use crate::{
    blob::{Upload, UploadKind},
    error::{AppError, AppResult},
};
use axum::{
    body::Bytes,
    extract::multipart::{Field, MultipartError},
    routing::get,
    Router,
};
use serde::{de::DeserializeOwned, Serialize};
use serde_json::{Map, Value};

pub mod announcements;
pub mod auth;
pub mod clubs;
pub mod events;
pub mod extract;
pub mod feedback;
pub mod lost_found;
pub mod users;

pub use extract::{Json, Multipart, Path, Query};

/// Largest accepted text field in a multipart form.
const MAX_TEXT_FIELD: usize = 16 * 1024;

/// `{success, count, data}` body of every list route.
#[derive(Serialize)]
pub struct ListResponse<T> {
    success: bool,
    count: usize,
    data: Vec<T>,
}

pub fn list<T: Serialize>(data: Vec<T>) -> Json<ListResponse<T>> {
    Json(ListResponse {
        success: true,
        count: data.len(),
        data,
    })
}

#[derive(Serialize)]
pub struct DataResponse<T> {
    success: bool,
    #[serde(skip_serializing_if = "Option::is_none")]
    message: Option<&'static str>,
    data: T,
}

pub fn data<T: Serialize>(data: T) -> Json<DataResponse<T>> {
    Json(DataResponse {
        success: true,
        message: None,
        data,
    })
}

pub fn data_with_message<T: Serialize>(message: &'static str, data: T) -> Json<DataResponse<T>> {
    Json(DataResponse {
        success: true,
        message: Some(message),
        data,
    })
}

#[derive(Serialize)]
pub struct MessageResponse {
    success: bool,
    message: &'static str,
}

pub fn message(message: &'static str) -> Json<MessageResponse> {
    Json(MessageResponse {
        success: true,
        message,
    })
}

/// A multipart body split into text fields and files.
#[derive(Default)]
pub struct Form {
    fields: Map<String, Value>,
    files: Vec<(String, Upload)>,
}

impl Form {
    /// Reads the whole form, holding at most `max_files` files of `kind`.
    /// Reading stops as soon as a file passes the size limit of `kind`.
    pub async fn read(Multipart(mut multipart): Multipart, kind: UploadKind, max_files: usize) -> AppResult<Form> {
        let mut form = Form::default();
        while let Some(mut field) = multipart.next_field().await.map_err(malformed)? {
            let name = field.name().unwrap_or_default().to_string();
            match field.file_name().map(str::to_string) {
                Some(file_name) => {
                    if form.files.len() == max_files {
                        return Err(AppError::validation(
                            "file",
                            format!("at most {max_files} files can be uploaded at once"),
                        ));
                    }
                    let content = read_capped(&mut field, kind.max_bytes())
                        .await?
                        .ok_or_else(|| kind.too_large())?;
                    form.files.push((name, Upload { file_name, content }));
                }
                None => {
                    let text = read_capped(&mut field, MAX_TEXT_FIELD)
                        .await?
                        .ok_or_else(|| AppError::validation("body", format!("{name} is too long")))?;
                    let text = String::from_utf8(text.to_vec())
                        .map_err(|_| AppError::validation("body", format!("{name} is not valid text")))?;
                    form.fields.insert(name, Value::String(text));
                }
            }
        }
        Ok(form)
    }

    pub fn files(&mut self, name: &str) -> Vec<Upload> {
        let (picked, rest) = std::mem::take(&mut self.files)
            .into_iter()
            .partition::<Vec<_>, _>(|(field, _)| field == name);
        self.files = rest;
        picked.into_iter().map(|(_, upload)| upload).collect()
    }

    pub fn file(&mut self, name: &str) -> Option<Upload> {
        self.files(name).into_iter().next()
    }

    pub fn text(&self, name: &str) -> Option<String> {
        self.fields
            .get(name)
            .and_then(Value::as_str)
            .map(str::to_string)
    }

    /// Reads the text fields as if they had been sent as a JSON object of
    /// strings.
    pub fn parse<T: DeserializeOwned>(&self) -> AppResult<T> {
        serde_json::from_value(Value::Object(self.fields.clone()))
            .map_err(|e| AppError::validation("body", e.to_string()))
    }
}

fn malformed(err: MultipartError) -> AppError {
    AppError::validation("file", err.to_string())
}

/// The field's content, or `None` once it grows past `limit` bytes.
async fn read_capped(field: &mut Field<'_>, limit: usize) -> AppResult<Option<Bytes>> {
    let mut content = Vec::new();
    while let Some(chunk) = field.chunk().await.map_err(malformed)? {
        if content.len() + chunk.len() > limit {
            return Ok(None);
        }
        content.extend_from_slice(&chunk);
    }
    Ok(Some(Bytes::from(content)))
}

async fn health() -> Json<MessageResponse> {
    message("campus portal is running")
}

pub fn app() -> Router {
    Router::new()
        .route("/health", get(health))
        .nest("/auth", auth::app())
        .nest("/users", users::app())
        .nest("/events", events::app())
        .nest("/lost-found", lost_found::app())
        .nest("/clubs", clubs::app())
        .nest("/announcements", announcements::app())
        .nest("/feedback", feedback::app())
}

EXERCISE AIM ▸
Exactly how many lines in the records above hold the string "body"? Reply with that number only.

OUTPUT BELOW ▸
6